//! The cost oracle abstraction.

use crate::error::Result;

/// Read-only lookup of the cost of traversing arc `(tail, head)`.
///
/// Implementations must return [`TourError::MissingEdgeCost`] for pairs
/// they do not know about rather than defaulting to zero or infinity.
/// Lookups must be free of side effects; heuristics may query the same
/// pair any number of times.
///
/// [`TourError::MissingEdgeCost`]: crate::error::TourError::MissingEdgeCost
pub trait CostOracle<N: ?Sized> {
    /// Returns the cost of arc `(tail, head)`.
    fn cost(&self, tail: &N, head: &N) -> Result<f64>;
}

impl<N: ?Sized, O: CostOracle<N> + ?Sized> CostOracle<N> for &O {
    fn cost(&self, tail: &N, head: &N) -> Result<f64> {
        (**self).cost(tail, head)
    }
}
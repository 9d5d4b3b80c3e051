//! Cheapest-insertion constructive heuristic.
//!
//! Every uninserted node keeps its best [`Insertion`] into the current tour.
//! Each step performs the globally cheapest of these.
//!
//! After node `j` is spliced into arc `(i, k)` only two things change: arc
//! `(i, k)` is gone and arcs `(i, j)`, `(j, k)` are new. Nodes whose best
//! insertion used `(i, k)` are rescanned against the whole tour; every other
//! node only needs to be tried against the two new arcs.
//!
//! # Complexity
//!
//! O(n²) cost lookups in the typical case, O(n³) if most nodes keep
//! targeting the arc that was just split.

use crate::cost::CostOracle;
use crate::error::Result;
use crate::models::{Cycle, Node};

use super::insertion::{find_insertion, insertion_cost, Insertion};
use super::seed::{initial_cycle, SeedArc};

/// Constructs a tour using the cheapest-insertion heuristic.
///
/// Without a seed the tour opens as `[u, v, u]` over the cheapest arc.
/// Ties between nodes go to the first in universe order.
///
/// Returns the closed tour and its total cost.
///
/// # Examples
///
/// ```
/// use u_tour::constructive::cheapest_insertion;
/// use u_tour::cost::DistanceMatrix;
/// use u_tour::models::Point;
///
/// let dm = DistanceMatrix::from_points(&[
///     Point::new(0.0, 0.0),
///     Point::new(4.0, 0.0),
///     Point::new(4.0, 3.0),
///     Point::new(0.0, 3.0),
/// ]);
/// let (tour, cost) = cheapest_insertion(&dm.nodes(), &dm, None).unwrap();
/// assert!(tour.is_tour_of(&dm.nodes()));
/// assert!((cost - 14.0).abs() < 1e-10);
/// ```
pub fn cheapest_insertion<N, C>(
    universe: &[N],
    costs: &C,
    seed: Option<&Cycle<N>>,
) -> Result<(Cycle<N>, f64)>
where
    N: Node,
    C: CostOracle<N> + ?Sized,
{
    let (mut cycle, remaining) = initial_cycle(universe, costs, seed, SeedArc::Cheapest)?;
    let mut total = cycle.cost(costs)?;

    let mut pending: Vec<(N, Insertion<N>)> = Vec::with_capacity(remaining.len());
    for node in remaining {
        let best = find_insertion(&cycle, &node, costs)?;
        pending.push((node, best));
    }

    while !pending.is_empty() {
        let mut pick = 0;
        for (idx, (_, ins)) in pending.iter().enumerate().skip(1) {
            if ins.cost < pending[pick].1.cost {
                pick = idx;
            }
        }
        let (j, Insertion { pred: i, succ: k, cost }) = pending.remove(pick);
        cycle.insert_after(&i, j.clone())?;
        total += cost;

        for (node, best) in pending.iter_mut() {
            if best.pred == i && best.succ == k {
                *best = find_insertion(&cycle, node, costs)?;
                continue;
            }
            for (pred, succ) in [(&i, &j), (&j, &k)] {
                let trial = insertion_cost(pred, node, succ, costs)?;
                if trial < best.cost {
                    *best = Insertion {
                        pred: pred.clone(),
                        succ: succ.clone(),
                        cost: trial,
                    };
                }
            }
        }
    }

    tracing::debug!(
        heuristic = "cheapest_insertion",
        nodes = cycle.num_nodes(),
        cost = total,
        "tour constructed"
    );
    Ok((cycle, total))
}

.....

**Problem**
Please give an exact restatement of only the lines from the beginning of the material above to the line with "query the same", inclusive.

**Output for this task**
//! The cost oracle abstraction.

use crate::error::Result;

/// Read-only lookup of the cost of traversing arc `(tail, head)`.
///
/// Implementations must return [`TourError::MissingEdgeCost`] for pairs
/// they do not know about rather than defaulting to zero or infinity.
/// Lookups must be free of side effects; heuristics may query the same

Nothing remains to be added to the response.